Total genomic DNA was isolated from young leaves using the CTAB-based protocol described by Grattapaglia and Sederoff [33] modified by the inclusion of an additional precipitation step with 1.2 M NaCl. DNA quality and concentration were estimated on agarose gel electrophoresis and by spectrophotometry (Genesys 4 - Spectronic, Unitech, USA).

Construction of SSR-enriched library

A genomic DNA library enriched for the dinucleotide repeats TC/AG was constructed as described by Moretzsohn [10]. About nine micrograms of DNA were digested with Sau 3AI (Amersham Biosciences, UK) and electrophoresed in 0.8% low melting agarose gels to select fragments ranging from 200-600 bp. The selected fragments were purified from the agarose gels using phenol/chloroform, and ligated into Sau 3AI specific adaptors (5'-cagcctagagccgaattcacc-3' and 5'-gatcggtgaaatcggctcaggctg-3'). The ligated fragments were hybridized to biotinylated (AG)15 oligonucleotides and isolated using streptavidin-coated magnetic beads (Dynabeads Streptavidin, Dynal Biotech, Norway). The eluted fragments were amplified using one adaptor-specific primer, cloned into the pGEM-T Easy vector (Promega, WI, USA) and transformed into XL1-Blue E. coli cells with blue/white selection (Invitrogen, CA, USA). Plasmid DNAs of the positive clones were isolated by the alkaline lysis method. Sequencing reactions were performed with T7 and SP6 primers and the Big-Dye Terminator Cycle Sequencing Kit, version 3.1 (Applied Biosystems, CA, USA) using the ABI Prism 377 automated DNA sequencer.

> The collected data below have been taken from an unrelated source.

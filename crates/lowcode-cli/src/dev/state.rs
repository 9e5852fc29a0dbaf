//! Shared state of a `lowcode start` session.
//!
//! The watcher loop writes, the HTTP handlers read. All locks are
//! `parking_lot::RwLock` and are never held across an await.

use std::collections::HashMap;
use std::sync::Arc;
use std::time::Instant;

use lowcode_builder::EmittedFile;
use parking_lot::RwLock;

/// Outcome of the latest dev build.
#[derive(Debug, Clone, PartialEq, Eq)]
pub enum BuildStatus {
    NotStarted,
    InProgress { started_at: Instant },
    Success { duration_ms: u64 },
    Failed { error: String },
}

impl BuildStatus {
    pub fn is_in_progress(&self) -> bool {
        matches!(self, BuildStatus::InProgress { .. })
    }

    pub fn error(&self) -> Option<&str> {
        match self {
            BuildStatus::Failed { error } => Some(error),
            _ => None,
        }
    }
}

/// Lifecycle of the watch session.
///
/// Moves forward only: `Running`, then `Closing` once shutdown is requested,
/// then `Closed` when the watch loop has ended.
#[derive(Debug, Clone, Copy, PartialEq, Eq)]
pub enum SessionState {
    Running,
    Closing,
    Closed,
}

/// Bundle files served from memory, keyed by URL path (`/index.js`).
#[derive(Debug, Clone, Default)]
pub struct BundleCache {
    files: HashMap<String, (Vec<u8>, &'static str)>,
}

impl BundleCache {
    pub fn from_files(files: Vec<EmittedFile>) -> Self {
        let files = files
            .into_iter()
            .map(|file| {
                let content_type = content_type(&file.file_name);
                (format!("/{}", file.file_name), (file.content, content_type))
            })
            .collect();
        Self { files }
    }

    pub fn get(&self, path: &str) -> Option<&(Vec<u8>, &'static str)> {
        self.files.get(path)
    }

    pub fn len(&self) -> usize {
        self.files.len()
    }

    pub fn is_empty(&self) -> bool {
        self.files.is_empty()
    }
}

/// MIME type of a served file, from its extension.
pub fn content_type(path: &str) -> &'static str {
    match path.rsplit_once('.').map(|(_, ext)| ext) {
        Some("js" | "mjs" | "cjs") => "application/javascript; charset=utf-8",
        Some("json" | "map") => "application/json; charset=utf-8",
        Some("css") => "text/css; charset=utf-8",
        Some("html") => "text/html; charset=utf-8",
        _ => "application/octet-stream",
    }
}

pub type SharedState = Arc<DevServerState>;

pub struct DevServerState {
    status: RwLock<BuildStatus>,
    cache: RwLock<BundleCache>,
    /// Serialized `assets.json`, when the project has a package manifest.
    assets: RwLock<Option<String>>,
    session: RwLock<SessionState>,
}

impl Default for DevServerState {
    fn default() -> Self {
        Self::new()
    }
}

impl DevServerState {
    pub fn new() -> Self {
        Self {
            status: RwLock::new(BuildStatus::NotStarted),
            cache: RwLock::new(BundleCache::default()),
            assets: RwLock::new(None),
            session: RwLock::new(SessionState::Running),
        }
    }

    pub fn start_build(&self) {
        *self.status.write() = BuildStatus::InProgress {
            started_at: Instant::now(),
        };
    }

    /// Record a successful build and swap in its files.
    pub fn complete_build(&self, duration_ms: u64, cache: BundleCache) {
        *self.cache.write() = cache;
        *self.status.write() = BuildStatus::Success { duration_ms };
    }

    /// Record a failed build. The previous files stay cached.
    pub fn fail_build(&self, error: String) {
        *self.status.write() = BuildStatus::Failed { error };
    }

    pub fn status(&self) -> BuildStatus {
        self.status.read().clone()
    }

    pub fn cached_file(&self, path: &str) -> Option<(Vec<u8>, &'static str)> {
        self.cache.read().get(path).cloned()
    }

    pub fn cached_count(&self) -> usize {
        self.cache.read().len()
    }

    pub fn set_assets(&self, assets: Option<String>) {
        *self.assets.write() = assets;
    }

    pub fn assets(&self) -> Option<String> {
        self.assets.read().clone()
    }

    pub fn session(&self) -> SessionState {
        *self.session.read()
    }

    pub fn is_running(&self) -> bool {
        self.session() == SessionState::Running
    }

    /// Move from `Running` to `Closing`. Returns `false` if a close was
    /// already requested.
    pub fn request_close(&self) -> bool {
        let mut session = self.session.write();
        if *session != SessionState::Running {
            return false;
        }
        *session = SessionState::Closing;
        true
    }

    pub fn finish_close(&self) {
        *self.session.write() = SessionState::Closed;
    }
}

SSR marker development and validation

Sequences were processed and assembled by using the Staden package [34] with the repeat sequence finding module TROLL [35] and Primer3 for primer design [36], using a module developed by Martins et al. [37]. Sequences with more than ten motif repeats were chosen for primer design. Some sequences with BLASTX hits to genes of interest were also included in spite of having fewer than ten motif repeats. The parameters for primer design were: (1) primer size ranging from 18 bp to 25 bp with an optimal length of 20 bp; (2) primer Tm (melting temperature) ranging from 57°C to 63°C with an optimal temperature of 60°C; and (3) GC content ranging from 40%-60%. Default values were used for the other parameters.

PCR reactions contained 10 ng of genomic DNA, 1 U of Taq DNA polymerase (Amersham Biosciences, UK), 1× PCR buffer (200 mM Tris pH 8.4, 500 mM KCl), 1.5-2.0 mM MgCl2, 200 μM of each dNTP, and 0.4 μM of each primer, in a final reaction volume of 10 μl. Amplifications were carried out in a PTC 100 thermocycler (MJ Research Inc., MA, USA). PCR conditions were: 96°C for 5 min, followed by 30 cycles of 94°C for 1 min, 48-62°C (annealing temperature depending on primer pair, see Additional file 1) for 1 min, 72°C for 1 min, with a final extension for 10 min at 72°C. PCR products were separated by electrophoresis on denaturing polyacrylamide gels (6% acrylamide:bisacrylamide 29:1, 5 M urea in TBE pH 8.3), stained with silver nitrate [38].

Data analyses

Number of alleles per locus, the range of fragment length and gene diversity (GD) were estimated for the polymorphic primers, using the program "Power Marker 3.25" [39]. Pairwise genetic similarities were estimated from the allelic data using the band-sharing coefficient of Lynch [29]. The resulting diagonal matrix was then submitted to cluster analysis using UPGMA ("unweighted pair-group method analysis"). In order to verify the consistency of the built dendrogram, the cophenetic correlation - r [40] was calculated. All these analyses were performed using the software NTSYS 2.21 [41].